Saturday, April 25, 2026
3:30pm - 5:45pm ET
Publication Number: 2624.639
Anushka Acharya, Johns Hopkins University School of Medicine, Yorktown, VA, United States; Kathryn Lowe, Johns Hopkins University School of Medicine, Baltimore, MD, United States; Lauren E. Guyer, Johns Hopkins University School of Medicine, Baltimore, MD, United States; Hawley Helmbrecht, Johns Hopkins University School of Medicine, Baltimore, MD, United States; Lauren Jantzie, Johns Hopkins University School of Medicine, Baltimore, MD, United States; Xiaobu Ye, Johns Hopkins University School of Medicine, Baltimore, MD, United States; Shenandoah Robinson, Johns Hopkins University, Baltimore, MD, United States
Medical Student Johns Hopkins University School of Medicine Yorktown, Virginia, United States
Background: The Safety of Combination of Erythropoietin and Melatonin for Preterm Infants with Intraventricular Hemorrhage (SCEMPI NCT05617833) is a clinical research study to investigate the safety of high-dose melatonin plus erythropoietin (EPO) in babies born before 32 weeks postmenstrual age (PMA) with intraventricular hemorrhage (IVH). The study is currently being conducted in the NICUs at Johns Hopkins (JH) in Baltimore, with a planned expansion to JH All Children’s Hospital NICU in Florida. Objective: SCEMPI was developed by a multidisciplinary team and underwent extensive regulatory review. During early implementation, unanticipated barriers to enrollment were identified related to the physical, logistical, social and emotional challenges families face when dealing with an unexpected preterm birth. Issues and solutions were systematically evaluated to identify important lessons applicable to future neonatal clinical trials. Design/Methods: SCEMPI is multi-site, single institution, two-step clinical trial to evaluate the safety of high-dose enteral melatonin and EPO given from enrollment up to 34 weeks PMA, followed by a 4-week inpatient monitoring period. The open label Step 1 enrollment has been accrued. Analysis of Step 1 serum, biomarker, and stool microbiome samples is underway. The primary endpoint is death and serious adverse events related to either study drug. Results: Following an operational lead-in phase, 6 neonates have been enrolled in the open-label Step 1 phase, with treatment thus far showing good tolerability. Trial enrollment is currently paused, pending Data Safety Monitoring Board review. The blinded, randomized, placebo-controlled Step 2 is planned to begin in early 2026. Unanticipated issues impacting accrual primarily arose from the medical, emotional and socioeconomic burdens of very preterm delivery, coupled with regional hospital economics and enrollment windows.

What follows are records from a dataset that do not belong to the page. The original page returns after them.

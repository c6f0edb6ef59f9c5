use chrono::{DateTime, Utc};
use serde::{Deserialize, Serialize};
use std::collections::HashMap;

use super::question::QuestionView;

/// Quiz session document stored in the "quiz_sessions" collection and cached
/// in Redis while active. Created on quiz start, mutated exactly once on
/// submit, immutable afterward.
#[derive(Debug, Clone, Serialize, Deserialize)]
pub struct QuizSession {
    #[serde(rename = "_id")]
    pub id: String,
    pub user_id: String,
    /// Question ids in the order they were served.
    pub question_ids: Vec<String>,
    /// question id -> selected option text
    #[serde(default)]
    pub answers: HashMap<String, String>,
    pub score: u32,
    pub total_questions: u32,
    pub completed: bool,
    pub started_at: DateTime<Utc>,
    pub expires_at: DateTime<Utc>,
    #[serde(default, skip_serializing_if = "Option::is_none")]
    pub completed_at: Option<DateTime<Utc>>,
    pub duration_seconds: u32,
}

/// Request to start a quiz. The seen-question ledger is an explicit value the
/// client carries (browser local storage); it comes in here and goes back out
/// updated in the response.
#[derive(Debug, Deserialize)]
pub struct StartQuizRequest {
    pub count: Option<usize>,
    #[serde(default)]
    pub seen_question_ids: Vec<String>,
}

#[derive(Debug, Serialize)]
pub struct StartQuizResponse {
    pub session_id: String,
    pub questions: Vec<QuestionView>,
    /// Updated ledger for the client to persist (capped and trimmed).
    pub seen_question_ids: Vec<String>,
    pub time_limit_seconds: i64,
    pub expires_at: DateTime<Utc>,
}

#[derive(Debug, Deserialize)]
pub struct SubmitQuizRequest {
    /// question id -> selected option text; unanswered questions absent
    #[serde(default)]
    pub answers: HashMap<String, String>,
}

#[derive(Debug, Serialize)]
pub struct SubmitQuizResponse {
    pub session_id: String,
    pub score: u32,
    pub correct_answers: u32,
    pub total_questions: u32,
    pub duration_seconds: u32,
    pub results: Vec<QuestionResult>,
    pub suggestions: Vec<String>,
}

/// Per-question review entry, only revealed after submission
#[derive(Debug, Serialize)]
pub struct QuestionResult {
    pub question_id: String,
    pub question: String,
    pub selected: Option<String>,
    pub correct_answer: String,
    pub correct: bool,
    #[serde(skip_serializing_if = "Option::is_none")]
    pub explanation: Option<String>,
}

/// Query params for the quiz history endpoint
#[derive(Debug, Deserialize)]
pub struct HistoryQuery {
    pub limit: Option<u32>,
}

/// Session summary for history listings (answers omitted)
#[derive(Debug, Serialize)]
pub struct SessionSummary {
    pub session_id: String,
    pub score: u32,
    pub total_questions: u32,
    pub completed: bool,
    pub started_at: DateTime<Utc>,
    pub duration_seconds: u32,
}

impl From<&QuizSession> for SessionSummary {
    fn from(s: &QuizSession) -> Self {
        SessionSummary {
            session_id: s.id.clone(),
            score: s.score,
            total_questions: s.total_questions,
            completed: s.completed,
            started_at: s.started_at,
            duration_seconds: s.duration_seconds,
        }
    }
}

/// Aggregated quiz statistics for the dashboard
#[derive(Debug, Serialize)]
pub struct QuizStats {
    pub total_quizzes: u32,
    pub average_score: u32,
    pub best_score: u32,
    pub total_questions_answered: u32,
    pub correct_answers: u32,
    pub accuracy: u32,
    pub weak_categories: Vec<String>,
    pub strong_categories: Vec<String>,
    pub recent_sessions: Vec<SessionSummary>,
}
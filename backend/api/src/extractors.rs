use axum::{
    extract::{rejection::JsonRejection, FromRequest, Request},
    http::StatusCode,
    response::{IntoResponse, Response},
    Json,
};
use serde_json::json;

/// JSON body extractor whose rejection is itself JSON, so API clients never
/// see axum's plain-text rejection bodies.
pub struct AppJson<T>(pub T);

impl<T, S> FromRequest<S> for AppJson<T>
where
    T: serde::de::DeserializeOwned + 'static,
    S: Send + Sync,
{
    type Rejection = Response;

    async fn from_request(req: Request, state: &S) -> Result<Self, Self::Rejection> {
        let Json(value) = Json::<T>::from_request(req, state)
            .await
            .map_err(reject)?;
        Ok(AppJson(value))
    }
}

fn reject(rejection: JsonRejection) -> Response {
    let detail = rejection.body_text();
    tracing::warn!("Rejected request body: {}", detail);
    (
        StatusCode::BAD_REQUEST,
        Json(json!({
            "error": "invalid request body",
            "detail": detail,
        })),
    )
        .into_response()
}

#[cfg(test)]
mod tests {
    use super::*;
    use axum::body::Body;
    use axum::http::header;

    #[derive(serde::Deserialize)]
    struct Payload {
        #[allow(dead_code)]
        name: String,
    }

    fn json_request(body: &'static str) -> Request {
        Request::builder()
            .method("POST")
            .header(header::CONTENT_TYPE, "application/json")
            .body(Body::from(body))
            .unwrap()
    }

    #[tokio::test]
    async fn valid_body_is_extracted() {
        let req = json_request(r#"{"name":"amaka"}"#);
        let result = AppJson::<Payload>::from_request(req, &()).await;
        assert!(result.is_ok());
    }

    #[tokio::test]
    async fn malformed_body_rejects_with_json_error() {
        let req = json_request(r#"{"name":"#);
        let rejection = AppJson::<Payload>::from_request(req, &())
            .await
            .err()
            .unwrap();
        assert_eq!(rejection.status(), StatusCode::BAD_REQUEST);
        let content_type = rejection
            .headers()
            .get(header::CONTENT_TYPE)
            .and_then(|v| v.to_str().ok())
            .unwrap();
        assert!(content_type.starts_with("application/json"));
    }
}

Conclusion(s): The aim of high dose melatonin and EPO cocktail treatment is to replenish hormonal deficits due to preterm birth, promote neurodevelopment and potentially reduce subsequent lifelong shunt dependence. Early experience from SCEMPI suggests favorable safety and supports the long duration interventional clinical trials in the NICU. Importantly, strong teamwork and diligent communication between the entire clinical and research teams has proven essential throughout all phases of the trial, especially during family and patient enrollment and timely sample collection. Ongoing evaluation continues to help refine the best practices for implementing clinical trials in this fragile patient population.